Recorded data
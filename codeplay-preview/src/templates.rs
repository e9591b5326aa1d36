//! Starter templates offered when creating or resetting a playground.

use crate::snapshot::CodeSnapshot;

#[derive(Debug, Clone, Copy, PartialEq, Eq)]
pub struct Template {
    pub name: &'static str,
    pub html: &'static str,
    pub css: &'static str,
    pub js: &'static str,
}

impl Template {
    pub fn to_snapshot(&self) -> CodeSnapshot {
        CodeSnapshot::new(self.html, self.css, self.js)
    }

    /// Case-insensitive lookup by template name.
    pub fn find(name: &str) -> Option<(usize, &'static Template)> {
        TEMPLATES
            .iter()
            .enumerate()
            .find(|(_, t)| t.name.eq_ignore_ascii_case(name.trim()))
    }
}

/// Index into [`TEMPLATES`] used for a fresh playground.
pub const DEFAULT_TEMPLATE: usize = 1;

pub const TEMPLATES: &[Template] = &[
    Template {
        name: "Blank",
        html: "",
        css: "",
        js: "",
    },
    Template {
        name: "Hello World",
        html: "<h1>Hello, World!</h1>\n<p>Start editing to see your changes live.</p>",
        css: "body {
  display: flex;
  flex-direction: column;
  align-items: center;
  justify-content: center;
  min-height: 100vh;
  margin: 0;
  font-family: sans-serif;
  background: #0f172a;
  color: #e2e8f0;
}

h1 {
  color: #818cf8;
}",
        js: "console.log(\"Hello from Code Playground!\");",
    },
    Template {
        name: "CSS Animation",
        html: "<div class=\"box\"></div>",
        css: "body {
  display: flex;
  align-items: center;
  justify-content: center;
  min-height: 100vh;
  margin: 0;
  background: #0f172a;
}

.box {
  width: 80px;
  height: 80px;
  background: linear-gradient(135deg, #6366f1, #ec4899);
  border-radius: 16px;
  animation: spin 2s ease-in-out infinite;
}

@keyframes spin {
  0%   { transform: rotate(0deg) scale(1); }
  50%  { transform: rotate(180deg) scale(1.3); }
  100% { transform: rotate(360deg) scale(1); }
}",
        js: "",
    },
    Template {
        name: "Fetch API Demo",
        html: "<h2>Random User</h2>\n<div id=\"user\">Loading...</div>",
        css: "body {
  font-family: sans-serif;
  padding: 2rem;
  background: #0f172a;
  color: #e2e8f0;
}

#user {
  margin-top: 1rem;
  padding: 1rem;
  background: #1e293b;
  border-radius: 8px;
}",
        js: r#"fetch("https://randomuser.me/api/")
  .then(res => res.json())
  .then(data => {
    const u = data.results[0];
    document.getElementById("user").innerHTML = `
      <img src="${u.picture.medium}" style="border-radius:50%"/>
      <p><strong>${u.name.first} ${u.name.last}</strong></p>
      <p>${u.email}</p>
    `;
  })
  .catch(err => {
    document.getElementById("user").textContent = "Error: " + err.message;
  });"#,
    },
    Template {
        name: "Canvas Drawing",
        html: "<canvas id=\"canvas\" width=\"400\" height=\"400\"></canvas>",
        css: "body {
  display: flex;
  align-items: center;
  justify-content: center;
  min-height: 100vh;
  margin: 0;
  background: #0f172a;
}

canvas {
  border: 2px solid #334155;
  border-radius: 8px;
}",
        js: r#"const canvas = document.getElementById("canvas");
const ctx = canvas.getContext("2d");

for (let i = 0; i < 50; i++) {
  ctx.beginPath();
  const x = Math.random() * 400;
  const y = Math.random() * 400;
  const r = Math.random() * 30 + 5;
  ctx.arc(x, y, r, 0, Math.PI * 2);
  ctx.fillStyle = `hsla(${Math.random() * 360}, 70%, 60%, 0.6)`;
  ctx.fill();
}"#,
    },
];

#[cfg(test)]
mod tests {
    use super::*;

    #[test]
    fn blank_template_is_empty() {
        assert!(TEMPLATES[0].to_snapshot().is_empty());
    }

    #[test]
    fn find_ignores_case() {
        let (index, t) = Template::find("canvas drawing").unwrap();
        assert_eq!(index, 4);
        assert_eq!(t.name, "Canvas Drawing");
        assert!(Template::find("React").is_none());
    }
}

**EXERCISE**
Reproduce all entries. Keep them exact.

**SOLUTION FOR THIS PROBLEM**
filename codeplay-preview/src/templates.rs
repository e9591b5326aa1d36
//! Starter templates offered when creating or resetting a playground.

use crate::snapshot::CodeSnapshot;

#[derive(Debug, Clone, Copy, PartialEq, Eq)]
pub struct Template {
    pub name: &'static str,
    pub html: &'static str,
    pub css: &'static str,
    pub js: &'static str,
}

impl Template {
    pub fn to_snapshot(&self) -> CodeSnapshot {
        CodeSnapshot::new(self.html, self.css, self.js)
    }

    /// Case-insensitive lookup by template name.
    pub fn find(name: &str) -> Option<(usize, &'static Template)> {
        TEMPLATES
            .iter()
            .enumerate()
            .find(|(_, t)| t.name.eq_ignore_ascii_case(name.trim()))
    }
}

/// Index into [`TEMPLATES`] used for a fresh playground.
pub const DEFAULT_TEMPLATE: usize = 1;

pub const TEMPLATES: &[Template] = &[
    Template {
        name: "Blank",
        html: "",
        css: "",
        js: "",
    },
    Template {
        name: "Hello World",
        html: "<h1>Hello, World!</h1>\n<p>Start editing to see your changes live.</p>",
        css: "body {
  display: flex;
  flex-direction: column;
  align-items: center;
  justify-content: center;
  min-height: 100vh;
  margin: 0;
  font-family: sans-serif;
  background: #0f172a;
  color: #e2e8f0;
}

h1 {
  color: #818cf8;
}",
        js: "console.log(\"Hello from Code Playground!\");",
    },
    Template {
        name: "CSS Animation",
        html: "<div class=\"box\"></div>",
        css: "body {
  display: flex;
  align-items: center;
  justify-content: center;
  min-height: 100vh;
  margin: 0;
  background: #0f172a;
}

.box {
  width: 80px;
  height: 80px;
  background: linear-gradient(135deg, #6366f1, #ec4899);
  border-radius: 16px;
  animation: spin 2s ease-in-out infinite;
}

@keyframes spin {
  0%   { transform: rotate(0deg) scale(1); }
  50%  { transform: rotate(180deg) scale(1.3); }
  100% { transform: rotate(360deg) scale(1); }
}",
        js: "",
    },
    Template {
        name: "Fetch API Demo",
        html: "<h2>Random User</h2>\n<div id=\"user\">Loading...</div>",
        css: "body {
  font-family: sans-serif;
  padding: 2rem;
  background: #0f172a;
  color: #e2e8f0;
}

#user {
  margin-top: 1rem;
  padding: 1rem;
  background: #1e293b;
  border-radius: 8px;
}",
        js: r#"fetch("https://randomuser.me/api/")
  .then(res => res.json())
  .then(data => {
    const u = data.results[0];
    document.getElementById("user").innerHTML = `
      <img src="${u.picture.medium}" style="border-radius:50%"/>
      <p><strong>${u.name.first} ${u.name.last}</strong></p>
      <p>${u.email}</p>
    `;
  })
  .catch(err => {
    document.getElementById("user").textContent = "Error: " + err.message;
  });"#,
    },
    Template {
        name: "Canvas Drawing",
        html: "<canvas id=\"canvas\" width=\"400\" height=\"400\"></canvas>",
        css: "body {
  display: flex;
  align-items: center;
  justify-content: center;
  min-height: 100vh;
  margin: 0;
  background: #0f172a;
}

canvas {
  border: 2px solid #334155;
  border-radius: 8px;
}",
        js: r#"const canvas = document.getElementById("canvas");
const ctx = canvas.getContext("2d");

for (let i = 0; i < 50; i++) {
  ctx.beginPath();
  const x = Math.random() * 400;
  const y = Math.random() * 400;
  const r = Math.random() * 30 + 5;
  ctx.arc(x, y, r, 0, Math.PI * 2);
  ctx.fillStyle = `hsla(${Math.random() * 360}, 70%, 60%, 0.6)`;
  ctx.fill();
}"#,
    },
];

#[cfg(test)]
mod tests {
    use super::*;

    #[test]
    fn blank_template_is_empty() {
        assert!(TEMPLATES[0].to_snapshot().is_empty());
    }

    #[test]
    fn find_ignores_case() {
        let (index, t) = Template::find("canvas drawing").unwrap();
        assert_eq!(index, 4);
        assert_eq!(t.name, "Canvas Drawing");
        assert!(Template::find("React").is_none());
    }
}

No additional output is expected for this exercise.